My goal is to see that essential health care here on San Juan Island is delivered cost-effectively, that we’re following the law, and that our public dollars are unrestricted by any particular religious viewpoint. We can make our health care system better and I’m committed to making that happen.
You’ve been endorsed by the San Juan County Democrats. Why did you seek party endorsements in this non-partisan election?
A non-partisan election is one where candidates don’t declare a party preference on the ballot. However, endorsements in non-partisan elections are common. As an example, in the most recent election for Public Hospital District Commissioner, Republican Party Chair Michelle Loftus, in her official capacity, expressed a clear preference for one candidate over another.
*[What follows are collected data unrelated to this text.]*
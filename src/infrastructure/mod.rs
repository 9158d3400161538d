//! Infrastructure layer - external concerns

pub mod crypto;
pub mod database;
pub mod mail;
pub mod payment;
pub mod storage;

pub use database::{init_database, DatabaseConfig, SeaOrmRepositoryProvider};
pub use mail::{LogMailer, SmtpConfig, SmtpMailer};
pub use payment::{StripeConfig, StripeGateway};
pub use storage::InMemoryStore;
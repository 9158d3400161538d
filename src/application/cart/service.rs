use std::sync::Arc;

use tracing::info;

use crate::application::{require_user, RequestContext};
use crate::domain::{CartItem, CartLine, DomainError, DomainResult, RepositoryProvider};

pub struct CartService {
    repos: Arc<dyn RepositoryProvider>,
}

impl CartService {
    pub fn new(repos: Arc<dyn RepositoryProvider>) -> Self {
        Self { repos }
    }

    /// One more of `item_id` in the caller's cart: bump the existing line or
    /// start a new one at quantity 1.
    pub async fn add_to_cart(&self, ctx: &RequestContext, item_id: &str) -> DomainResult<CartItem> {
        let caller = require_user(ctx)?;
        if self.repos.items().find_by_id(item_id).await?.is_none() {
            return Err(DomainError::not_found("Item", "id", item_id));
        }

        let cart = self.repos.cart();
        let line = match cart.find_for_user_item(&caller.id, item_id).await? {
            Some(existing) => cart.increment_quantity(&existing.id).await?,
            None => match cart.create(&caller.id, item_id).await {
                Ok(created) => created,
                // A concurrent add won the insert; fold into its row.
                Err(DomainError::Conflict(_)) => {
                    let existing = cart
                        .find_for_user_item(&caller.id, item_id)
                        .await?
                        .ok_or_else(|| DomainError::not_found("CartItem", "item", item_id))?;
                    cart.increment_quantity(&existing.id).await?
                }
                Err(e) => return Err(e),
            },
        };

        metrics::counter!("storefront_cart_additions_total").increment(1);
        info!(
            user_id = %caller.id,
            item_id = %item_id,
            quantity = line.quantity,
            "Added to cart"
        );
        Ok(line)
    }

    pub async fn remove_from_cart(
        &self,
        ctx: &RequestContext,
        cart_item_id: &str,
    ) -> DomainResult<CartItem> {
        let caller = require_user(ctx)?;
        let line = self
            .repos
            .cart()
            .find_by_id(cart_item_id)
            .await?
            .ok_or_else(|| DomainError::not_found("CartItem", "id", cart_item_id))?;

        if line.user_id != caller.id {
            return Err(DomainError::Forbidden("That cart item is not yours".into()));
        }

        self.repos.cart().delete(&line.id).await?;
        info!(user_id = %caller.id, cart_item_id = %line.id, "Removed from cart");
        Ok(line)
    }

    pub async fn lines_for_user(&self, user_id: &str) -> DomainResult<Vec<CartLine>> {
        self.repos.cart().lines_for_user(user_id).await
    }
}

#[cfg(test)]
mod tests {
    use super::*;
    use crate::application::testing::{seed_item, seed_user, Harness};
    use crate::domain::Permission;

    #[tokio::test]
    async fn adding_twice_yields_one_line_with_quantity_two() {
        let h = Harness::new();
        let svc = CartService::new(h.repos());
        let shopper = seed_user(&h, "shopper@example.com", &[Permission::User]).await;
        let item = seed_item(&h, &shopper, "Hat", 100).await;
        let ctx = RequestContext::authenticated(shopper.clone());

        let first = svc.add_to_cart(&ctx, &item.id).await.unwrap();
        let second = svc.add_to_cart(&ctx, &item.id).await.unwrap();
        assert_eq!(first.id, second.id);
        assert_eq!(second.quantity, 2);

        let lines = svc.lines_for_user(&shopper.id).await.unwrap();
        assert_eq!(lines.len(), 1);
        assert_eq!(lines[0].cart_item.quantity, 2);
    }

    #[tokio::test]
    async fn unknown_item_and_anonymous_caller_rejected() {
        let h = Harness::new();
        let svc = CartService::new(h.repos());
        let shopper = seed_user(&h, "shopper@example.com", &[Permission::User]).await;

        let err = svc
            .add_to_cart(&RequestContext::authenticated(shopper), "missing")
            .await
            .unwrap_err();
        assert!(matches!(err, DomainError::NotFound { .. }));

        let err = svc
            .add_to_cart(&RequestContext::anonymous(), "missing")
            .await
            .unwrap_err();
        assert!(matches!(err, DomainError::Unauthenticated));
    }

    #[tokio::test]
    async fn only_the_owner_removes_a_line() {
        let h = Harness::new();
        let svc = CartService::new(h.repos());
        let shopper = seed_user(&h, "shopper@example.com", &[Permission::User]).await;
        let other = seed_user(&h, "other@example.com", &[Permission::Admin]).await;
        let item = seed_item(&h, &shopper, "Hat", 100).await;
        let ctx = RequestContext::authenticated(shopper.clone());
        let line = svc.add_to_cart(&ctx, &item.id).await.unwrap();

        let err = svc
            .remove_from_cart(&RequestContext::authenticated(other), &line.id)
            .await
            .unwrap_err();
        assert!(matches!(err, DomainError::Forbidden(_)));

        let removed = svc.remove_from_cart(&ctx, &line.id).await.unwrap();
        assert_eq!(removed.id, line.id);
        assert!(svc.lines_for_user(&shopper.id).await.unwrap().is_empty());

        let err = svc.remove_from_cart(&ctx, &line.id).await.unwrap_err();
        assert!(matches!(err, DomainError::NotFound { .. }));
    }
}
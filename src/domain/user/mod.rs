//! User aggregate
//!
//! Contains the User entity, creation DTO, and repository interface.

pub mod model;
pub mod repository;

pub use model::{NewUser, User};
pub use repository::UserRepository;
I believe in transparency and I welcome endorsements from anyone who shares my views on key issues, which includes much stronger ongoing oversight of our tax dollars and support for Washington’s Reproductive Privacy Act and Death with Dignity laws. I sent letters to the chairs of both major parties on San Juan Island, outlining my views on key issues, explaining more about my background, and informing them I welcomed endorsements from people and organizations who are committed to protecting the rights Washington voters secured under both the RPA and DWD laws. The San Juan County Democrats endorsed my candidacy. I did not hear back from anyone in the Republican Party.